:: Work task ::
Needed from the data below: all lines that contain the word "directory".

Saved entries
//! Download manifest record and the up-to-date verdict computed from it.
//!
//! The verdict is a conjunction: package, version, shasum and extraction
//! directory must all agree before a download is skipped. The first failing
//! condition becomes the reason.

use std::fmt;
use std::path::{Path, PathBuf};

use chrono::{DateTime, Utc};
use serde::{Deserialize, Serialize};

/// File written inside each package's destination directory.
pub const MANIFEST_FILE_NAME: &str = ".binforge-manifest.json";

#[derive(Debug, Clone, PartialEq, Eq, Serialize, Deserialize)]
#[serde(rename_all = "camelCase")]
pub struct DownloadManifest {
    pub package_name: String,
    pub version: String,
    pub shasum: Option<String>,
    pub tarball_url: String,
    pub extracted_at: DateTime<Utc>,
    pub extraction_dir: PathBuf,
}

impl DownloadManifest {
    /// Parses a manifest; anything unreadable is reported as absent.
    pub fn from_json(contents: &str) -> Option<Self> {
        serde_json::from_str(contents).ok()
    }

    pub fn to_json(&self) -> serde_json::Result<String> {
        serde_json::to_string_pretty(self)
    }
}

/// What the registry currently advertises for the requested package.
#[derive(Debug, Clone, Copy)]
pub struct RemotePackage<'a> {
    pub name: &'a str,
    pub version: &'a str,
    pub shasum: Option<&'a str>,
}

#[derive(Debug, Clone, PartialEq, Eq)]
pub enum StaleReason {
    NoManifest,
    PackageMismatch { recorded: String, requested: String },
    VersionMismatch { local: String, remote: String },
    ShasumMismatch { local: Option<String>, remote: String },
    ExtractionMissing { path: PathBuf },
}

impl fmt::Display for StaleReason {
    fn fmt(&self, f: &mut fmt::Formatter<'_>) -> fmt::Result {
        match self {
            StaleReason::NoManifest => write!(f, "no usable manifest"),
            StaleReason::PackageMismatch {
                recorded,
                requested,
            } => write!(
                f,
                "package mismatch: manifest records '{recorded}', requested '{requested}'"
            ),
            StaleReason::VersionMismatch { local, remote } => {
                write!(f, "version mismatch: local {local} vs remote {remote}")
            }
            StaleReason::ShasumMismatch { local, remote } => write!(
                f,
                "shasum mismatch: local {} vs remote {remote}",
                local.as_deref().unwrap_or("<none>")
            ),
            StaleReason::ExtractionMissing { path } => {
                write!(f, "extraction directory {} is missing", path.display())
            }
        }
    }
}

#[derive(Debug, Clone, PartialEq, Eq)]
pub enum CacheVerdict {
    UpToDate { version: String },
    Stale(StaleReason),
}

impl CacheVerdict {
    pub fn is_up_to_date(&self) -> bool {
        matches!(self, CacheVerdict::UpToDate { .. })
    }

    pub fn reason(&self) -> String {
        match self {
            CacheVerdict::UpToDate { version } => format!("up to date at {version}"),
            CacheVerdict::Stale(reason) => reason.to_string(),
        }
    }
}

/// Decides whether `manifest` proves the extraction matches `remote`.
///
/// A remote without a shasum skips the hash check. A remote with one requires
/// the manifest to record the same value.
pub fn evaluate(
    manifest: Option<&DownloadManifest>,
    remote: RemotePackage<'_>,
    dir_exists: impl FnOnce(&Path) -> bool,
) -> CacheVerdict {
    let Some(manifest) = manifest else {
        return CacheVerdict::Stale(StaleReason::NoManifest);
    };
    if manifest.package_name != remote.name {
        return CacheVerdict::Stale(StaleReason::PackageMismatch {
            recorded: manifest.package_name.clone(),
            requested: remote.name.to_string(),
        });
    }
    if manifest.version != remote.version {
        return CacheVerdict::Stale(StaleReason::VersionMismatch {
            local: manifest.version.clone(),
            remote: remote.version.to_string(),
        });
    }
    if let Some(remote_sum) = remote.shasum
        && manifest.shasum.as_deref() != Some(remote_sum)
    {
        return CacheVerdict::Stale(StaleReason::ShasumMismatch {
            local: manifest.shasum.clone(),
            remote: remote_sum.to_string(),
        });
    }
    if !dir_exists(&manifest.extraction_dir) {
        return CacheVerdict::Stale(StaleReason::ExtractionMissing {
            path: manifest.extraction_dir.clone(),
        });
    }
    CacheVerdict::UpToDate {
        version: manifest.version.clone(),
    }
}

#[cfg(test)]
mod tests {
    use super::*;
    use proptest::prelude::*;

    fn manifest(version: &str, shasum: Option<&str>) -> DownloadManifest {
        DownloadManifest {
            package_name: "@anthropic-ai/claude-code".to_string(),
            version: version.to_string(),
            shasum: shasum.map(str::to_string),
            tarball_url: "https://registry.npmjs.org/x.tgz".to_string(),
            extracted_at: DateTime::from_timestamp(1_700_000_000, 0).unwrap(),
            extraction_dir: PathBuf::from("/cache/claude-code/source"),
        }
    }

    fn remote<'a>(version: &'a str, shasum: Option<&'a str>) -> RemotePackage<'a> {
        RemotePackage {
            name: "@anthropic-ai/claude-code",
            version,
            shasum,
        }
    }

    #[test]
    fn newer_remote_version_forces_download() {
        let m = manifest("2.0.75", Some("aaa"));
        let verdict = evaluate(Some(&m), remote("2.0.76", Some("aaa")), |_| true);
        assert!(!verdict.is_up_to_date());
        assert!(verdict.reason().contains("version mismatch"));
        assert!(verdict.reason().contains("2.0.75"));
        assert!(verdict.reason().contains("2.0.76"));
    }

    #[test]
    fn matching_manifest_is_up_to_date() {
        let m = manifest("2.0.76", Some("aaa"));
        let verdict = evaluate(Some(&m), remote("2.0.76", Some("aaa")), |_| true);
        assert_eq!(
            verdict,
            CacheVerdict::UpToDate {
                version: "2.0.76".to_string()
            }
        );
    }

    #[test]
    fn remote_without_shasum_skips_hash_check() {
        let m = manifest("2.0.76", None);
        assert!(evaluate(Some(&m), remote("2.0.76", None), |_| true).is_up_to_date());
    }

    #[test]
    fn recorded_shasum_absent_but_remote_known_is_stale() {
        let m = manifest("2.0.76", None);
        let verdict = evaluate(Some(&m), remote("2.0.76", Some("bbb")), |_| true);
        assert!(matches!(
            verdict,
            CacheVerdict::Stale(StaleReason::ShasumMismatch { .. })
        ));
    }

    #[test]
    fn missing_extraction_dir_is_stale() {
        let m = manifest("2.0.76", Some("aaa"));
        let verdict = evaluate(Some(&m), remote("2.0.76", Some("aaa")), |_| false);
        assert!(verdict.reason().contains("missing"));
    }

    #[test]
    fn corrupt_manifest_parses_as_absent() {
        assert_eq!(DownloadManifest::from_json("{\"packageName\": 3"), None);
        assert_eq!(DownloadManifest::from_json(""), None);
    }

    #[test]
    fn json_uses_camel_case_keys() {
        let json = manifest("1.0.0", Some("abc")).to_json().unwrap();
        assert!(json.contains("\"packageName\""));
        assert!(json.contains("\"extractionDir\""));
    }

    proptest! {
        #[test]
        fn verdict_is_the_conjunction_of_all_checks(
            same_name in any::<bool>(),
            same_version in any::<bool>(),
            remote_has_sum in any::<bool>(),
            same_sum in any::<bool>(),
            dir_exists in any::<bool>(),
        ) {
            let m = manifest("1.2.3", Some("sum-a"));
            let name = if same_name { m.package_name.clone() } else { "other".to_string() };
            let version = if same_version { "1.2.3" } else { "1.2.4" };
            let sum = if same_sum { "sum-a" } else { "sum-b" };
            let remote = RemotePackage {
                name: &name,
                version,
                shasum: remote_has_sum.then_some(sum),
            };

            let verdict = evaluate(Some(&m), remote, |_| dir_exists);
            let expected = same_name
                && same_version
                && (!remote_has_sum || same_sum)
                && dir_exists;
            prop_assert_eq!(verdict.is_up_to_date(), expected);
        }
    }

    #[test]
    fn each_failed_condition_has_a_distinct_reason() {
        let m = manifest("1.2.3", Some("sum-a"));
        let reasons = [
            evaluate(None, remote("1.2.3", Some("sum-a")), |_| true),
            evaluate(
                Some(&m),
                RemotePackage {
                    name: "other",
                    version: "1.2.3",
                    shasum: Some("sum-a"),
                },
                |_| true,
            ),
            evaluate(Some(&m), remote("1.2.4", Some("sum-a")), |_| true),
            evaluate(Some(&m), remote("1.2.3", Some("sum-b")), |_| true),
            evaluate(Some(&m), remote("1.2.3", Some("sum-a")), |_| false),
        ]
        .map(|v| v.reason());

        let unique: std::collections::HashSet<_> = reasons.iter().collect();
        assert_eq!(unique.len(), reasons.len());
    }
}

:: Output ::
//! directory must all agree before a download is skipped. The first failing
/// File written inside each package's destination directory.
                write!(f, "extraction directory {} is missing", path.display())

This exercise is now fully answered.